# [ACTIVITY]
Scan the records for the word "select". Copy each line that includes it.

************

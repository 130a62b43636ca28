use std::sync::Arc;
use std::time::{Duration, Instant};

use floorplan_core::{ConnectionState, EntityState};
use floorplan_hass::{StateSource, StreamHandle};
use floorplan_queue::Producer;
use metrics::counter;
use tokio::sync::watch;
use tokio::task::JoinHandle;
use tokio_util::sync::CancellationToken;
use tracing::{debug, error, info};

/// The network-facing task: snapshot, then stream, resync and reconnect until stopped.
///
/// Only one producer is ever active: a pending resync is joined before the next stream
/// opens and before the loop exits.
pub struct SyncLoop {
    name: String,
    source: Arc<dyn StateSource>,
    producer: Producer,
    stop: CancellationToken,
    delay: Duration,
    state_tx: watch::Sender<ConnectionState>,
}

impl SyncLoop {
    pub fn new(
        name: impl Into<String>,
        source: Arc<dyn StateSource>,
        producer: Producer,
        stop: CancellationToken,
        delay: Duration,
        state_tx: watch::Sender<ConnectionState>,
    ) -> Self {
        Self { name: name.into(), source, producer, stop, delay, state_tx }
    }

    fn set_state(&self, next: ConnectionState) {
        let prev = self.state_tx.send_replace(next);
        if prev != next {
            debug!(name = %self.name, from = %prev, to = %next, "connection state");
        }
    }

    pub async fn run(self) {
        self.set_state(ConnectionState::Syncing);
        info!(name = %self.name, "fetching state data");
        sync_states(self.source.clone(), self.producer.clone(), self.stop.clone()).await;

        let mut resync: Option<JoinHandle<usize>> = None;
        loop {
            self.join_resync(resync.take()).await;
            if self.stop.is_cancelled() {
                break;
            }

            info!(name = %self.name, "listening for event data");
            let opened = tokio::select! {
                _ = self.stop.cancelled() => break,
                res = self.source.stream(&self.stop) => res,
            };
            match opened {
                Ok(handle) => {
                    self.set_state(ConnectionState::Streaming);
                    let t0 = Instant::now();
                    let forwarded = self.read_states(handle).await;
                    info!(name = %self.name, forwarded, took_ms = %t0.elapsed().as_millis(), "event stream ended");
                }
                Err(e) => {
                    counter!("floorplan_stream_failures_total", 1u64);
                    error!(name = %self.name, error = %e, "error listening to events");
                }
            }
            if self.stop.is_cancelled() {
                break;
            }

            self.set_state(ConnectionState::Reconnecting);
            // Keep the view fresh while there is no live feed; the delay does not wait for it.
            resync = Some(tokio::spawn(sync_states(self.source.clone(), self.producer.clone(), self.stop.clone())));
            if !self.wait_delay().await {
                break;
            }
            counter!("floorplan_stream_reconnects_total", 1u64);
            info!(name = %self.name, "reconnecting to event stream");
        }

        self.join_resync(resync.take()).await;
        self.set_state(ConnectionState::Stopped);
        info!(name = %self.name, "sync loop stopped");
    }

    async fn join_resync(&self, pending: Option<JoinHandle<usize>>) {
        let Some(h) = pending else { return };
        match h.await {
            Ok(queued) => debug!(name = %self.name, queued, "resync finished"),
            Err(e) => error!(name = %self.name, error = %e, "resync task failed"),
        }
    }

    /// Forward records until the stream ends or stop is raised. Returns how many were queued.
    async fn read_states(&self, handle: StreamHandle<EntityState>) -> usize {
        let StreamHandle { mut rx, cancel } = handle;
        let mut forwarded = 0usize;
        loop {
            let next = tokio::select! {
                biased;
                _ = self.stop.cancelled() => break,
                next = rx.recv() => next,
            };
            let Some(state) = next else { break };
            if self.producer.send(state, &self.stop).await.is_err() {
                break;
            }
            forwarded += 1;
        }
        cancel.cancel();
        forwarded
    }

    /// Sleep for the reconnect delay. `false` if stop was raised first.
    async fn wait_delay(&self) -> bool {
        tokio::select! {
            _ = self.stop.cancelled() => false,
            _ = tokio::time::sleep(self.delay) => true,
        }
    }
}

/// Fetch a snapshot and enqueue it in order. Failures are logged and otherwise ignored.
pub(crate) async fn sync_states(source: Arc<dyn StateSource>, producer: Producer, stop: CancellationToken) -> usize {
    let res = tokio::select! {
        _ = stop.cancelled() => return 0,
        res = source.snapshot() => res,
    };
    let states = match res {
        Ok(states) => states,
        Err(e) => {
            counter!("floorplan_snapshot_failures_total", 1u64);
            error!(error = %e, "error fetching states");
            return 0;
        }
    };
    let total = states.len();
    let mut queued = 0usize;
    for state in states {
        if producer.send(state, &stop).await.is_err() {
            break;
        }
        queued += 1;
    }
    debug!(total, queued, "snapshot enqueued");
    queued
}
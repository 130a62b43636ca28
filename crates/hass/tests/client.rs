#![forbid(unsafe_code)]

use std::sync::atomic::{AtomicUsize, Ordering};
use std::sync::Arc;
use std::time::Duration;

use floorplan_core::{DomainFilter, TriState};
use floorplan_hass::{HassClient, HassError};
use serde_json::json;
use tokio::io::{AsyncBufReadExt, AsyncWriteExt, BufReader};
use tokio::net::TcpListener;
use tokio_util::sync::CancellationToken;
use wiremock::matchers::{header, method, path};
use wiremock::{Mock, MockServer, ResponseTemplate};

const TOKEN: &str = "secret-token";

fn changed(id: &str, state: &str) -> String {
    let ev = json!({
        "event_type": "state_changed",
        "data": { "new_state": { "entity_id": id, "state": state } }
    });
    format!("data: {}\n\n", ev)
}

async fn client_for(server: &MockServer) -> HassClient {
    HassClient::new(&server.uri(), TOKEN).expect("client")
}

#[tokio::test]
async fn snapshot_normalizes_rows_in_order() {
    let server = MockServer::start().await;
    Mock::given(method("GET"))
        .and(path("/api/states"))
        .and(header("authorization", "Bearer secret-token"))
        .respond_with(ResponseTemplate::new(200).set_body_json(json!([
            { "entity_id": "light.kitchen", "state": "on", "attributes": {} },
            { "entity_id": "cover.garage", "state": "closed" },
            { "entity_id": "sensor.temp", "state": "21.5" },
        ])))
        .expect(1)
        .mount(&server)
        .await;

    let states = client_for(&server).await.snapshot().await.expect("snapshot");
    let got: Vec<(&str, TriState)> = states.iter().map(|s| (s.id(), s.value())).collect();
    assert_eq!(
        got,
        vec![("light.kitchen", TriState::On), ("cover.garage", TriState::Off), ("sensor.temp", TriState::Unknown)]
    );
    server.verify().await;
}

#[tokio::test]
async fn snapshot_honours_domain_filter() {
    let server = MockServer::start().await;
    Mock::given(method("GET"))
        .and(path("/api/states"))
        .respond_with(ResponseTemplate::new(200).set_body_json(json!([
            { "entity_id": "light.kitchen", "state": "on" },
            { "entity_id": "sensor.temp", "state": "21.5" },
        ])))
        .mount(&server)
        .await;

    let client = client_for(&server).await.with_domain_filter(DomainFilter::new(["light"]));
    let states = client.snapshot().await.expect("snapshot");
    assert_eq!(states.len(), 1);
    assert_eq!(states[0].id(), "light.kitchen");
}

#[tokio::test]
async fn snapshot_status_errors() {
    let server = MockServer::start().await;
    Mock::given(method("GET"))
        .and(path("/api/states"))
        .respond_with(ResponseTemplate::new(401).set_body_string("401: Unauthorized"))
        .mount(&server)
        .await;
    let err = client_for(&server).await.snapshot().await.unwrap_err();
    assert!(matches!(err, HassError::Auth { .. }), "got {err:?}");

    let server = MockServer::start().await;
    Mock::given(method("GET"))
        .and(path("/api/states"))
        .respond_with(ResponseTemplate::new(500))
        .mount(&server)
        .await;
    let err = client_for(&server).await.snapshot().await.unwrap_err();
    assert!(matches!(err, HassError::Protocol { .. }), "got {err:?}");
}

/// Keep-alive HTTP/1.1 server answering every request with `status` and `body`.
/// Returns its base url and the number of connections accepted so far.
async fn counting_server(status: &'static str, body: String) -> (String, Arc<AtomicUsize>) {
    let listener = TcpListener::bind("127.0.0.1:0").await.unwrap();
    let addr = listener.local_addr().unwrap();
    let accepted = Arc::new(AtomicUsize::new(0));
    let count = accepted.clone();
    let body: Arc<str> = body.into();
    tokio::spawn(async move {
        while let Ok((sock, _)) = listener.accept().await {
            count.fetch_add(1, Ordering::SeqCst);
            let body = body.clone();
            tokio::spawn(async move {
                let (rd, mut wr) = sock.into_split();
                let mut rd = BufReader::new(rd);
                let mut line = String::new();
                loop {
                    loop {
                        line.clear();
                        match rd.read_line(&mut line).await {
                            Ok(0) | Err(_) => return,
                            Ok(_) if line == "\r\n" => break,
                            Ok(_) => {}
                        }
                    }
                    let head = format!(
                        "HTTP/1.1 {}\r\nContent-Type: application/json\r\nContent-Length: {}\r\n\r\n",
                        status,
                        body.len()
                    );
                    if wr.write_all(head.as_bytes()).await.is_err() || wr.write_all(body.as_bytes()).await.is_err() {
                        return;
                    }
                }
            });
        }
    });
    (format!("http://{}", addr), accepted)
}

#[tokio::test]
async fn snapshot_error_bodies_are_drained_for_reuse() {
    // Large enough that it cannot arrive with the response head.
    let body = json!({ "message": "x".repeat(256 * 1024) }).to_string();
    for status in ["500 Internal Server Error", "401 Unauthorized"] {
        let (url, accepted) = counting_server(status, body.clone()).await;
        let client = HassClient::new(&url, TOKEN).unwrap();
        for _ in 0..3 {
            let err = client.snapshot().await.unwrap_err();
            assert!(matches!(err, HassError::Protocol { .. } | HassError::Auth { .. }), "got {err:?}");
            tokio::time::sleep(Duration::from_millis(50)).await;
        }
        assert_eq!(accepted.load(Ordering::SeqCst), 1, "{}: connection was not reused", status);
    }
}

#[tokio::test]
async fn snapshot_decode_error() {
    let server = MockServer::start().await;
    Mock::given(method("GET"))
        .and(path("/api/states"))
        .respond_with(ResponseTemplate::new(200).set_body_json(json!({ "not": "a list" })))
        .mount(&server)
        .await;
    let err = client_for(&server).await.snapshot().await.unwrap_err();
    assert!(matches!(err, HassError::Decode(_)), "got {err:?}");
}

#[tokio::test]
async fn snapshot_transport_error() {
    // Nothing listens on the discard port of localhost in CI containers.
    let client = HassClient::new("http://127.0.0.1:9", TOKEN).unwrap();
    let err = client.snapshot().await.unwrap_err();
    assert!(matches!(err, HassError::Transport(_)), "got {err:?}");
}

#[tokio::test]
async fn stream_yields_state_changes_until_close() {
    let server = MockServer::start().await;
    let body = format!(
        "data: ping\n\n{}data: {}\n\n{}",
        changed("light.kitchen", "off"),
        json!({ "event_type": "call_service", "data": {} }),
        changed("switch.fan", "on"),
    );
    Mock::given(method("GET"))
        .and(path("/api/stream"))
        .and(header("authorization", "Bearer secret-token"))
        .respond_with(ResponseTemplate::new(200).set_body_raw(body, "text/event-stream"))
        .mount(&server)
        .await;

    let mut handle = client_for(&server).await.stream(&CancellationToken::new()).await.expect("stream");
    let mut got = Vec::new();
    while let Some(s) = tokio::time::timeout(Duration::from_secs(2), handle.rx.recv()).await.expect("stream stalled") {
        got.push((s.id().to_string(), s.value()));
    }
    assert_eq!(
        got,
        vec![("light.kitchen".to_string(), TriState::Off), ("switch.fan".to_string(), TriState::On)]
    );
}

#[tokio::test]
async fn stream_ends_on_malformed_frame() {
    let server = MockServer::start().await;
    let body = format!("{}data: {{oops\n\n{}", changed("light.a", "on"), changed("light.b", "on"));
    Mock::given(method("GET"))
        .and(path("/api/stream"))
        .respond_with(ResponseTemplate::new(200).set_body_raw(body, "text/event-stream"))
        .mount(&server)
        .await;

    let mut handle = client_for(&server).await.stream(&CancellationToken::new()).await.expect("stream");
    let first = handle.rx.recv().await.expect("first record");
    assert_eq!(first.id(), "light.a");
    let end = tokio::time::timeout(Duration::from_secs(2), handle.rx.recv()).await.expect("stream stalled");
    assert!(end.is_none());
}

#[tokio::test]
async fn stream_rejected_status_fails_immediately() {
    let server = MockServer::start().await;
    Mock::given(method("GET"))
        .and(path("/api/stream"))
        .respond_with(ResponseTemplate::new(403))
        .mount(&server)
        .await;
    let res = client_for(&server).await.stream(&CancellationToken::new()).await;
    assert!(matches!(res, Err(HassError::Auth { .. })));
}

#[tokio::test]
async fn check_api_returns_message() {
    let server = MockServer::start().await;
    Mock::given(method("GET"))
        .and(path("/api/"))
        .respond_with(ResponseTemplate::new(200).set_body_json(json!({ "message": "API running." })))
        .mount(&server)
        .await;
    let msg = client_for(&server).await.check_api().await.expect("check");
    assert_eq!(msg, "API running.");
}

************

# [SOLUTION TO THIS PROBLEM]
            let opened = tokio::select! {
            let next = tokio::select! {
        tokio::select! {
    let res = tokio::select! {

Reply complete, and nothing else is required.